§ **Work order**:
Provide again, from the entries below, every line from the one containing "repository b5732cc0f95b315e" through the one containing "query was issued.", exactly as written, and no other line.
= = = = =
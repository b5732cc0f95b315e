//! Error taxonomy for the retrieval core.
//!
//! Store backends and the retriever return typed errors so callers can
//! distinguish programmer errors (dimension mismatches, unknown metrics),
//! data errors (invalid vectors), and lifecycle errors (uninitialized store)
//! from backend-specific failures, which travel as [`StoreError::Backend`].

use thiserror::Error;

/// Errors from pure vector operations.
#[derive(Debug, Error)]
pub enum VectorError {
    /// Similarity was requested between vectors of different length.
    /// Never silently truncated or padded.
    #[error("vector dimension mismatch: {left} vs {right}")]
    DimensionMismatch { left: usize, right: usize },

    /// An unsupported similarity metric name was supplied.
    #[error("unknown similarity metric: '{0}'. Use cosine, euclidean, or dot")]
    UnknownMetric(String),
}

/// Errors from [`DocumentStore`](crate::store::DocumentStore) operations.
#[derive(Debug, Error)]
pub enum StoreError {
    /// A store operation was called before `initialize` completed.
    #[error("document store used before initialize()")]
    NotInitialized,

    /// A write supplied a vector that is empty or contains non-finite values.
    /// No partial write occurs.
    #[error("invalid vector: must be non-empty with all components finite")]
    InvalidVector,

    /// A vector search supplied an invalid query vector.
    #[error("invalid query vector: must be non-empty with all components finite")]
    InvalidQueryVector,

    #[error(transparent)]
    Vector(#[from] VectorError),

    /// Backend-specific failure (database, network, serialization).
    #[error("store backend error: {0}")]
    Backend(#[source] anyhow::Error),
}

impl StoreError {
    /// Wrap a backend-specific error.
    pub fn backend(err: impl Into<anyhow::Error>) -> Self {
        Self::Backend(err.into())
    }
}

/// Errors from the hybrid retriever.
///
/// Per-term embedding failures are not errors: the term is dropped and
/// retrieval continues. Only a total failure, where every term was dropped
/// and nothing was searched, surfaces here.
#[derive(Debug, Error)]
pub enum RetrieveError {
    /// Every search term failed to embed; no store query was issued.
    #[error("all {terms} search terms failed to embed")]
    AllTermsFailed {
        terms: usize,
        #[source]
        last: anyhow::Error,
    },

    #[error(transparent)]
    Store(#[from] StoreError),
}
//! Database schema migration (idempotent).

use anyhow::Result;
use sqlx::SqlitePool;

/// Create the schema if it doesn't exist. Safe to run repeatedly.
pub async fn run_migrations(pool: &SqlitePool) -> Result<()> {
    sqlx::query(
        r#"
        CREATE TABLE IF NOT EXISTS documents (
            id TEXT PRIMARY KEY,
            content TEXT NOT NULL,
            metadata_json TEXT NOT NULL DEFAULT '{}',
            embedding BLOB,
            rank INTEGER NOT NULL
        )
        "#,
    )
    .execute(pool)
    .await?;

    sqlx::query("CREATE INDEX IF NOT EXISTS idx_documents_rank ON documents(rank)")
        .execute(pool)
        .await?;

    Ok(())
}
= = = = =
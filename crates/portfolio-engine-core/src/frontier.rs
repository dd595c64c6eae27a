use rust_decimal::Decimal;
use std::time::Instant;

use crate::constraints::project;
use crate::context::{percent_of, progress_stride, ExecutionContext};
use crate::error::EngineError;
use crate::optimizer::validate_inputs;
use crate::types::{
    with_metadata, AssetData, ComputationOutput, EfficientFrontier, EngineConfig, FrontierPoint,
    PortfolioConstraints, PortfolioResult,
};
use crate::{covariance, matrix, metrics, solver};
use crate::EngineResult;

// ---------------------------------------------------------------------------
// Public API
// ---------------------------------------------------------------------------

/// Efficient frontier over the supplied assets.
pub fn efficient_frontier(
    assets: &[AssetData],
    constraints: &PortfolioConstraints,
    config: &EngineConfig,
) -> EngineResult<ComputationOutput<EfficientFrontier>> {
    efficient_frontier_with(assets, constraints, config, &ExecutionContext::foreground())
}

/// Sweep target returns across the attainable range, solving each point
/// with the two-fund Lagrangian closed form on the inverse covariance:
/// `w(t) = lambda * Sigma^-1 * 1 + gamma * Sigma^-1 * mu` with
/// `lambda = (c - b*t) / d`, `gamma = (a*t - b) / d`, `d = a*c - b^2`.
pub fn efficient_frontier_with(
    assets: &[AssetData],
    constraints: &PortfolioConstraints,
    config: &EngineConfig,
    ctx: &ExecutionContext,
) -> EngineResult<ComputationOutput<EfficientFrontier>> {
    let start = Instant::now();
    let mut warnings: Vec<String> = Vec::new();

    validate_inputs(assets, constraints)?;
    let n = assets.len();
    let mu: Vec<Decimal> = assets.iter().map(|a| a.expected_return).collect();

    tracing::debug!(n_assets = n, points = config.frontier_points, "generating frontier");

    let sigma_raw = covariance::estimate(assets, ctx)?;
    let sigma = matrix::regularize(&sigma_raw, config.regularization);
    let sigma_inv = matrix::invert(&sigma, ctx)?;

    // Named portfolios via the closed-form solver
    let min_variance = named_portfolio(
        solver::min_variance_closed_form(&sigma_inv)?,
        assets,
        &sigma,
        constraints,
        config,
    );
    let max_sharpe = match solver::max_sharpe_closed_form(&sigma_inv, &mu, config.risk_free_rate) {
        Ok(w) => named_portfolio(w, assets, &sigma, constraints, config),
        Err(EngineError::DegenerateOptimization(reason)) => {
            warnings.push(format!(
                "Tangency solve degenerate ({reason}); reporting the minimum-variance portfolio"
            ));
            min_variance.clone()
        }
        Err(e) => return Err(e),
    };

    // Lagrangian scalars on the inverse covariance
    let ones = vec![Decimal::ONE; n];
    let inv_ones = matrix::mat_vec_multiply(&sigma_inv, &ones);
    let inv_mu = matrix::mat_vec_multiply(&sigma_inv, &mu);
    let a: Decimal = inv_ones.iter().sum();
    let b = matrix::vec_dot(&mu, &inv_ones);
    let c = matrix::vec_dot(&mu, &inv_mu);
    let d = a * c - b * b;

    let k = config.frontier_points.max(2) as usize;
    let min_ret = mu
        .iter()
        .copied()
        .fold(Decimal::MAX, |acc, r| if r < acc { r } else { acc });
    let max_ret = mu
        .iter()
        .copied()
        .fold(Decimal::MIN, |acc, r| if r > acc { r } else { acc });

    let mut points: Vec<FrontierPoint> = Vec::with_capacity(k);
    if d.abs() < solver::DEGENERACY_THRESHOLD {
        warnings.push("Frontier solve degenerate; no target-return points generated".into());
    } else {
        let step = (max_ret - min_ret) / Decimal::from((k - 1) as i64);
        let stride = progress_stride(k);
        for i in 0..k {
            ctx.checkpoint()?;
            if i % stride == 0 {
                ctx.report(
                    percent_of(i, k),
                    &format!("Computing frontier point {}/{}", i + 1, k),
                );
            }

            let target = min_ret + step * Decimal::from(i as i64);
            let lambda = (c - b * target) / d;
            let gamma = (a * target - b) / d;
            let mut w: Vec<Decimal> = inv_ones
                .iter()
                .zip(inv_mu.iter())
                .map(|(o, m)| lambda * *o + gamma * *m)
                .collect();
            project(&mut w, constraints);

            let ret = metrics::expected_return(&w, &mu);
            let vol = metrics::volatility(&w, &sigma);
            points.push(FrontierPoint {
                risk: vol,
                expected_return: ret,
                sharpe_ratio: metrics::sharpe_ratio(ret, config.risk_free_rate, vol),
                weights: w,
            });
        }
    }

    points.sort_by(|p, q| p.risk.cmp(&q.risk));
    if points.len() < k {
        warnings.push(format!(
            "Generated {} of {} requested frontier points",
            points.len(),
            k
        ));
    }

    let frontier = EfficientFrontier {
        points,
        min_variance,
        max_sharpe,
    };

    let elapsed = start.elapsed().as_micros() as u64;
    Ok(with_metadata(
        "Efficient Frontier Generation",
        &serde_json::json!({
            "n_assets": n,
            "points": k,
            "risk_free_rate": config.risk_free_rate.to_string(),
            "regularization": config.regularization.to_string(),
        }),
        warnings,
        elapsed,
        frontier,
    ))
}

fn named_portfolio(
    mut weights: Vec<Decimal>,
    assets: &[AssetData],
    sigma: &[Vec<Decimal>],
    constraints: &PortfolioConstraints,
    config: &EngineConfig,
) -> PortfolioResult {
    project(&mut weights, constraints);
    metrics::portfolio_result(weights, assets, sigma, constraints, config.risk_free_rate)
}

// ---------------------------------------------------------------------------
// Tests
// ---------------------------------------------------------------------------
= = = = =
§ **Written reply**:
repository b5732cc0f95b315e
//! Error taxonomy for the retrieval core.
//!
//! Store backends and the retriever return typed errors so callers can
//! distinguish programmer errors (dimension mismatches, unknown metrics),
//! data errors (invalid vectors), and lifecycle errors (uninitialized store)
//! from backend-specific failures, which travel as [`StoreError::Backend`].

use thiserror::Error;

/// Errors from pure vector operations.
#[derive(Debug, Error)]
pub enum VectorError {
    /// Similarity was requested between vectors of different length.
    /// Never silently truncated or padded.
    #[error("vector dimension mismatch: {left} vs {right}")]
    DimensionMismatch { left: usize, right: usize },

    /// An unsupported similarity metric name was supplied.
    #[error("unknown similarity metric: '{0}'. Use cosine, euclidean, or dot")]
    UnknownMetric(String),
}

/// Errors from [`DocumentStore`](crate::store::DocumentStore) operations.
#[derive(Debug, Error)]
pub enum StoreError {
    /// A store operation was called before `initialize` completed.
    #[error("document store used before initialize()")]
    NotInitialized,

    /// A write supplied a vector that is empty or contains non-finite values.
    /// No partial write occurs.
    #[error("invalid vector: must be non-empty with all components finite")]
    InvalidVector,

    /// A vector search supplied an invalid query vector.
    #[error("invalid query vector: must be non-empty with all components finite")]
    InvalidQueryVector,

    #[error(transparent)]
    Vector(#[from] VectorError),

    /// Backend-specific failure (database, network, serialization).
    #[error("store backend error: {0}")]
    Backend(#[source] anyhow::Error),
}

impl StoreError {
    /// Wrap a backend-specific error.
    pub fn backend(err: impl Into<anyhow::Error>) -> Self {
        Self::Backend(err.into())
    }
}

/// Errors from the hybrid retriever.
///
/// Per-term embedding failures are not errors: the term is dropped and
/// retrieval continues. Only a total failure, where every term was dropped
/// and nothing was searched, surfaces here.
#[derive(Debug, Error)]
pub enum RetrieveError {
    /// Every search term failed to embed; no store query was issued.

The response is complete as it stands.